How to complete this task: Starting at the first line of the listing below and ending at the line with "Dispatcher and configuration", copy each line exactly.

Study material:
=== Begin Enclosure ===
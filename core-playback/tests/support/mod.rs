//! Recording fakes for the native backends.
//!
//! Each fake hands out a boxed trait object for the binding while the test
//! keeps a clone that shares the same state, so native calls can be asserted
//! after the binding has taken ownership.

#![allow(dead_code)]

use bridge_desktop::{DesktopPathResolver, TokioUiDispatcher};
use bridge_traits::error::{BridgeError, Result};
use bridge_traits::{
    AssetPlayerBackend, AssetSignal, DispatchTask, PlayerMode, Rect, RenderSurface, ScalingMode,
    SignalSink, SurfaceDecoder, SurfaceHandle, SurfaceSignal, UiDispatcher, VideoGravity,
    VideoSize,
};
use core_runtime::config::PlayerConfig;
use core_runtime::events::{EventStream, PlayerEvent};
use parking_lot::Mutex;
use std::sync::Arc;
use std::time::Duration;

pub const MEDIA_ROOT: &str = "/media";

// ============================================================================
// Dispatcher and configuration
// ============================================================================

/// Runs every task to completion on the calling thread.
pub struct ImmediateDispatcher;

impl UiDispatcher for ImmediateDispatcher {
    fn spawn_on_ui(&self, task: DispatchTask) {
        futures::executor::block_on(task);
    }

    fn spawn_in_background(&self, task: DispatchTask) {
        futures::executor::block_on(task);
    }
}

pub fn immediate_config() -> PlayerConfig {
    PlayerConfig::builder()
        .ui_dispatcher(Arc::new(ImmediateDispatcher))
        .path_resolver(Arc::new(DesktopPathResolver::with_root(MEDIA_ROOT)))
        .build()
        .unwrap()
}

/// Config whose UI context is the current Tokio runtime. Must be called from
/// inside a runtime.
pub fn tokio_config() -> PlayerConfig {
    let handle = tokio::runtime::Handle::current();
    PlayerConfig::builder()
        .ui_dispatcher(Arc::new(TokioUiDispatcher::with_handles(
            handle.clone(),
            handle,
        )))
        .path_resolver(Arc::new(DesktopPathResolver::with_root(MEDIA_ROOT)))
        .build()
        .unwrap()
}

/// Polls `condition` until it holds, failing the test after two seconds.
pub async fn wait_until(mut condition: impl FnMut() -> bool) {
    let reached = tokio::time::timeout(Duration::from_secs(2), async {
        while !condition() {
            tokio::time::sleep(Duration::from_millis(2)).await;
        }
    })
    .await;
    assert!(reached.is_ok(), "condition not reached in time");
}

/// Drains every event currently queued on `events`.
pub fn drain(events: &mut EventStream) -> Vec<PlayerEvent> {
    let mut seen = Vec::new();
    while let Some(Ok(event)) = events.try_recv() {
        seen.push(event);
    }
    seen
}

// ============================================================================
// Surface-style decoder
// ============================================================================

#[derive(Debug, Clone, PartialEq, Eq)]
pub enum DecoderCall {
    SetListener(bool),
    AttachDisplay(SurfaceHandle),
    Reset,
    SetDataSource(String),
    PrepareAsync,
    SetScalingMode(ScalingMode),
    SetLooping(bool),
    Start,
    Pause,
    Stop,
    SeekTo(Duration),
    Release,
}

#[derive(Default)]
struct DecoderState {
    calls: Vec<DecoderCall>,
    listener: Option<SignalSink<SurfaceSignal>>,
    playing: bool,
    position: Duration,
    fail_data_source: bool,
    fail_seek: bool,
    panic_on_start: bool,
}

#[derive(Clone, Default)]
pub struct FakeDecoder {
    state: Arc<Mutex<DecoderState>>,
}

impl FakeDecoder {
    pub fn new() -> Self {
        Self::default()
    }

    pub fn boxed(&self) -> Box<dyn SurfaceDecoder> {
        Box::new(self.clone())
    }

    pub fn calls(&self) -> Vec<DecoderCall> {
        self.state.lock().calls.clone()
    }

    pub fn count(&self, call: &DecoderCall) -> usize {
        self.state.lock().calls.iter().filter(|c| *c == call).count()
    }

    pub fn clear_calls(&self) {
        self.state.lock().calls.clear();
    }

    pub fn playing(&self) -> bool {
        self.state.lock().playing
    }

    pub fn position(&self) -> Duration {
        self.state.lock().position
    }

    /// Moves the playhead forward as if the decoder had been playing.
    pub fn advance(&self, by: Duration) {
        let mut state = self.state.lock();
        if state.playing {
            state.position += by;
        }
    }

    pub fn has_listener(&self) -> bool {
        self.state.lock().listener.is_some()
    }

    pub fn fail_data_source(&self) {
        self.state.lock().fail_data_source = true;
    }

    pub fn fail_seek(&self) {
        self.state.lock().fail_seek = true;
    }

    pub fn panic_on_start(&self) {
        self.state.lock().panic_on_start = true;
    }

    fn record(&self, call: DecoderCall) {
        self.state.lock().calls.push(call);
    }
}

impl SurfaceDecoder for FakeDecoder {
    fn set_listener(&mut self, listener: Option<SignalSink<SurfaceSignal>>) {
        self.record(DecoderCall::SetListener(listener.is_some()));
        self.state.lock().listener = listener;
    }

    fn attach_display(&mut self, surface: SurfaceHandle) -> Result<()> {
        self.record(DecoderCall::AttachDisplay(surface));
        Ok(())
    }

    fn reset(&mut self) -> Result<()> {
        self.record(DecoderCall::Reset);
        let mut state = self.state.lock();
        state.playing = false;
        state.position = Duration::ZERO;
        Ok(())
    }

    fn set_data_source(&mut self, uri: &str) -> Result<()> {
        self.record(DecoderCall::SetDataSource(uri.to_string()));
        if self.state.lock().fail_data_source {
            return Err(BridgeError::DataSource(format!("cannot open {}", uri)));
        }
        Ok(())
    }

    fn prepare_async(&mut self) -> Result<()> {
        self.record(DecoderCall::PrepareAsync);
        Ok(())
    }

    fn set_scaling_mode(&mut self, mode: ScalingMode) -> Result<()> {
        self.record(DecoderCall::SetScalingMode(mode));
        Ok(())
    }

    fn set_looping(&mut self, looping: bool) -> Result<()> {
        self.record(DecoderCall::SetLooping(looping));
        Ok(())
    }

    fn start(&mut self) -> Result<()> {
        self.record(DecoderCall::Start);
        if self.state.lock().panic_on_start {
            panic!("decoder crashed on start");
        }
        self.state.lock().playing = true;
        Ok(())
    }

    fn pause(&mut self) -> Result<()> {
        self.record(DecoderCall::Pause);
        self.state.lock().playing = false;
        Ok(())
    }

    fn stop(&mut self) -> Result<()> {
        self.record(DecoderCall::Stop);
        self.state.lock().playing = false;
        Ok(())
    }

    fn seek_to(&mut self, position: Duration) -> Result<()> {
        self.record(DecoderCall::SeekTo(position));
        let mut state = self.state.lock();
        if state.fail_seek {
            return Err(BridgeError::InvalidState("seek while busy".to_string()));
        }
        state.position = position;
        Ok(())
    }

    fn is_playing(&self) -> bool {
        self.state.lock().playing
    }

    fn release(&mut self) {
        self.record(DecoderCall::Release);
    }
}

// ============================================================================
// Rendering surface
// ============================================================================

#[derive(Debug, Clone, PartialEq)]
pub enum SurfaceCall {
    SetListener(bool),
    SetFrame(Rect),
    ReleaseSurface,
    Detach,
}

pub const SURFACE_HANDLE: SurfaceHandle = SurfaceHandle(7);

#[derive(Clone, Default)]
pub struct FakeSurface {
    calls: Arc<Mutex<Vec<SurfaceCall>>>,
}

impl FakeSurface {
    pub fn new() -> Self {
        Self::default()
    }

    pub fn boxed(&self) -> Box<dyn RenderSurface> {
        Box::new(self.clone())
    }

    pub fn calls(&self) -> Vec<SurfaceCall> {
        self.calls.lock().clone()
    }

    pub fn count(&self, call: &SurfaceCall) -> usize {
        self.calls.lock().iter().filter(|c| *c == call).count()
    }
}

impl RenderSurface for FakeSurface {
    fn set_listener(&mut self, listener: Option<SignalSink<SurfaceSignal>>) {
        self.calls
            .lock()
            .push(SurfaceCall::SetListener(listener.is_some()));
    }

    fn handle(&self) -> SurfaceHandle {
        SURFACE_HANDLE
    }

    fn set_frame(&mut self, frame: Rect) {
        self.calls.lock().push(SurfaceCall::SetFrame(frame));
    }

    fn release_surface(&mut self) {
        self.calls.lock().push(SurfaceCall::ReleaseSurface);
    }

    fn detach(&mut self) {
        self.calls.lock().push(SurfaceCall::Detach);
    }
}

// ============================================================================
// Asset-style player
// ============================================================================

#[derive(Debug, Clone, PartialEq)]
pub enum AssetCall {
    SetListener(bool),
    OpenAsset(String),
    CreatePlayer(PlayerMode, VideoGravity, Rect),
    Play(PlayerMode),
    Pause(PlayerMode),
    SeekToZero(PlayerMode),
    SetLayerFrame(Rect),
    ReleasePlayer,
    ReleaseLayer,
}

struct AssetState {
    calls: Vec<AssetCall>,
    listener: Option<SignalSink<AssetSignal>>,
    natural_size: Option<VideoSize>,
    fail_open: bool,
    fail_seek: bool,
    fail_pause: bool,
    playing: bool,
    position: Duration,
}

#[derive(Clone)]
pub struct FakeAssetPlayer {
    state: Arc<Mutex<AssetState>>,
}

impl FakeAssetPlayer {
    /// A player whose assets report a 1920x1080 video track.
    pub fn new() -> Self {
        Self::with_natural_size(Some(VideoSize::new(1920, 1080)))
    }

    pub fn with_natural_size(natural_size: Option<VideoSize>) -> Self {
        Self {
            state: Arc::new(Mutex::new(AssetState {
                calls: Vec::new(),
                listener: None,
                natural_size,
                fail_open: false,
                fail_seek: false,
                fail_pause: false,
                playing: false,
                position: Duration::ZERO,
            })),
        }
    }

    pub fn boxed(&self) -> Box<dyn AssetPlayerBackend> {
        Box::new(self.clone())
    }

    pub fn calls(&self) -> Vec<AssetCall> {
        self.state.lock().calls.clone()
    }

    pub fn count(&self, call: &AssetCall) -> usize {
        self.state.lock().calls.iter().filter(|c| *c == call).count()
    }

    pub fn clear_calls(&self) {
        self.state.lock().calls.clear();
    }

    pub fn playing(&self) -> bool {
        self.state.lock().playing
    }

    pub fn position(&self) -> Duration {
        self.state.lock().position
    }

    pub fn advance(&self, by: Duration) {
        let mut state = self.state.lock();
        if state.playing {
            state.position += by;
        }
    }

    pub fn has_listener(&self) -> bool {
        self.state.lock().listener.is_some()
    }

    pub fn fail_open(&self) {
        self.state.lock().fail_open = true;
    }

    pub fn fail_seek(&self) {
        self.state.lock().fail_seek = true;
    }

    pub fn fail_pause(&self) {
        self.state.lock().fail_pause = true;
    }

    fn record(&self, call: AssetCall) {
        self.state.lock().calls.push(call);
    }
}

impl AssetPlayerBackend for FakeAssetPlayer {
    fn set_listener(&mut self, listener: Option<SignalSink<AssetSignal>>) {
        self.record(AssetCall::SetListener(listener.is_some()));
        self.state.lock().listener = listener;
    }

    fn open_asset(&mut self, url: &str) -> Result<Option<VideoSize>> {
        self.record(AssetCall::OpenAsset(url.to_string()));
        let state = self.state.lock();
        if state.fail_open {
            return Err(BridgeError::DataSource(format!("cannot open {}", url)));
        }
        Ok(state.natural_size)
    }

    fn create_player(&mut self, mode: PlayerMode, gravity: VideoGravity, frame: Rect) -> Result<()> {
        self.record(AssetCall::CreatePlayer(mode, gravity, frame));
        let mut state = self.state.lock();
        state.playing = false;
        state.position = Duration::ZERO;
        Ok(())
    }

    fn play(&mut self, mode: PlayerMode) -> Result<()> {
        self.record(AssetCall::Play(mode));
        self.state.lock().playing = true;
        Ok(())
    }

    fn pause(&mut self, mode: PlayerMode) -> Result<()> {
        self.record(AssetCall::Pause(mode));
        let mut state = self.state.lock();
        if state.fail_pause {
            return Err(BridgeError::InvalidState("pause rejected".to_string()));
        }
        state.playing = false;
        Ok(())
    }

    fn seek_to_zero(&mut self, mode: PlayerMode) -> Result<()> {
        self.record(AssetCall::SeekToZero(mode));
        let mut state = self.state.lock();
        if state.fail_seek {
            return Err(BridgeError::InvalidState("seek while busy".to_string()));
        }
        state.position = Duration::ZERO;
        Ok(())
    }

    fn set_layer_frame(&mut self, frame: Rect) {
        self.record(AssetCall::SetLayerFrame(frame));
    }

    fn release_player(&mut self) {
        self.record(AssetCall::ReleasePlayer);
        self.state.lock().playing = false;
    }

    fn release_layer(&mut self) {
        self.record(AssetCall::ReleaseLayer);
    }
}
=== End Enclosure ===
Task response:
filename core-playback/tests/support/mod.rs
//! Recording fakes for the native backends.
//!
//! Each fake hands out a boxed trait object for the binding while the test
//! keeps a clone that shares the same state, so native calls can be asserted
//! after the binding has taken ownership.

#![allow(dead_code)]

use bridge_desktop::{DesktopPathResolver, TokioUiDispatcher};
use bridge_traits::error::{BridgeError, Result};
use bridge_traits::{
    AssetPlayerBackend, AssetSignal, DispatchTask, PlayerMode, Rect, RenderSurface, ScalingMode,
    SignalSink, SurfaceDecoder, SurfaceHandle, SurfaceSignal, UiDispatcher, VideoGravity,
    VideoSize,
};
use core_runtime::config::PlayerConfig;
use core_runtime::events::{EventStream, PlayerEvent};
use parking_lot::Mutex;
use std::sync::Arc;
use std::time::Duration;

pub const MEDIA_ROOT: &str = "/media";

// ============================================================================
// Dispatcher and configuration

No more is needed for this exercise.